While studying theoretical computer science the following problem about ordinals came up:
Define the operations of multiplication $(n*m)$, exponentiation $(n^m)$ and integer part of the logarithm in base 2 $(\lfloor log_2 n \rfloor)$ over the ordinals (successor).
I think I could define multiplication and exponentiation in a way similar to what we do for the sum. However, I would like some help defining the integer part of the logarithm in base 2.
Having previously defined the sum of ordinals as:
$\alpha + 0 = \alpha$
$\alpha + (\beta+1) = (\alpha + \beta) + 1$
$\alpha + \beta = sup\{\alpha + \delta \ | \ \delta < \beta\} $ if $\beta$ is a limit ordinal.
multiplication was defined as:
$\alpha * 0 = 0$
$\alpha * (\beta+1) = (\alpha * \beta) + \alpha$
$\alpha * \beta = sup\{\alpha * \delta \ | \ \delta < \beta\} $ if $\beta$ is a limit ordinal.
and exponentiation was defined as:
$\alpha^0 = 1$
$\alpha^{(\beta+1)} = (\alpha^\beta) * \alpha$
$\alpha^\beta = sup\{\alpha^\delta \ | \ \delta < \beta\} $ if $\beta$ is a limit ordinal.
Can anyone give me a hint on how to define $\lfloor log_2 n \rfloor$? I have a guess that I may need to start by defining $\lfloor \frac{n}{2} \rfloor$, but I am not sure how I would do that. Thanks in advance.
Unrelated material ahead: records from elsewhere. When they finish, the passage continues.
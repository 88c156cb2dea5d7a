/*
 * SPDX-FileCopyrightText: 2026 RedHunt07 - FEDI3 Project
 * SPDX-License-Identifier: AGPL-3.0-only
 */

use std::path::Path;
use std::sync::Arc;

use anyhow::{Context, Result};
use axum::{
    extract::{
        ws::{Message, WebSocket, WebSocketUpgrade},
        State,
    },
    http::header,
    response::{IntoResponse, Response},
    routing::get,
    Json, Router,
};
use futures_util::{future, SinkExt, StreamExt};
use palaver_protocol::SignalEnvelope;
use serde::Serialize;
use tokio::sync::mpsc;
use tower_http::services::ServeDir;
use tower_http::trace::TraceLayer;
use tracing::{error, info, info_span};

use crate::config::ServerConfig;
use crate::session::{run_session, SessionContext};

pub const SCRIPT_TEMPLATE: &str = "js/webRTC.js";

#[derive(Clone)]
pub struct AppState {
    pub ctx: Arc<SessionContext>,
    pub cfg: Arc<ServerConfig>,
    /// Client script with the signaling port filled in.
    pub script: Arc<str>,
}

pub fn render_script(template: &str, port: u16) -> String {
    template.replace("{{port}}", &port.to_string())
}

pub fn load_script(template_dir: &Path, port: u16) -> Result<String> {
    let path = template_dir.join(SCRIPT_TEMPLATE);
    let template = std::fs::read_to_string(&path).with_context(|| format!("read template {}", path.display()))?;
    Ok(render_script(&template, port))
}

pub fn router(state: AppState) -> Router {
    let static_dir = state.cfg.static_dir.clone();
    Router::new()
        .route("/websocket", get(websocket))
        .route("/templates/js/webRTC.js", get(client_script))
        .route("/healthz", get(healthz))
        .fallback_service(ServeDir::new(static_dir))
        .layer(TraceLayer::new_for_http().make_span_with(|req: &axum::http::Request<_>| {
            info_span!("http", method = %req.method(), uri = %req.uri())
        }))
        .with_state(state)
}

async fn client_script(State(state): State<AppState>) -> Response {
    (
        [(header::CONTENT_TYPE, "application/javascript; charset=utf-8")],
        state.script.to_string(),
    )
        .into_response()
}

#[derive(Serialize)]
struct Health {
    ok: bool,
    users: usize,
    conferences: usize,
}

async fn healthz(State(state): State<AppState>) -> Json<Health> {
    Json(Health {
        ok: true,
        users: state.ctx.registry.len(),
        conferences: state.ctx.calls.conferences().len(),
    })
}

async fn websocket(State(state): State<AppState>, ws: WebSocketUpgrade) -> Response {
    ws.on_upgrade(move |socket| handle_socket(state, socket))
}

async fn handle_socket(state: AppState, socket: WebSocket) {
    info!("signaling socket connected");
    let (mut ws_tx, ws_rx) = socket.split();
    let (tx, mut rx) = mpsc::channel::<SignalEnvelope>(64);

    let writer = tokio::spawn(async move {
        while let Some(env) = rx.recv().await {
            let json = match env.to_json() {
                Ok(v) => v,
                Err(e) => {
                    error!("serialize envelope failed: {e}");
                    continue;
                }
            };
            if ws_tx.send(Message::Text(json)).await.is_err() {
                break;
            }
        }
        let _ = ws_tx.close().await;
    });

    let inbound = ws_rx.filter_map(|msg| {
        future::ready(match msg {
            Ok(Message::Text(text)) => Some(Ok(text)),
            Ok(_) => None,
            Err(e) => Some(Err(e)),
        })
    });
    run_session(state.ctx.clone(), Box::pin(inbound), tx).await;

    if let Err(e) = writer.await {
        error!("socket writer panicked: {e}");
    }
    info!("signaling socket disconnected");
}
@aschepler gave me the hint I was looking for in his comment, which I am writing as an answer so I can accept it. There is no need to consider $\lfloor \frac{n}{2} \rfloor$. Instead, since we have already defined exponentiation, we should consider the set $\{\beta \ | \ 2^\beta \leq n \}$.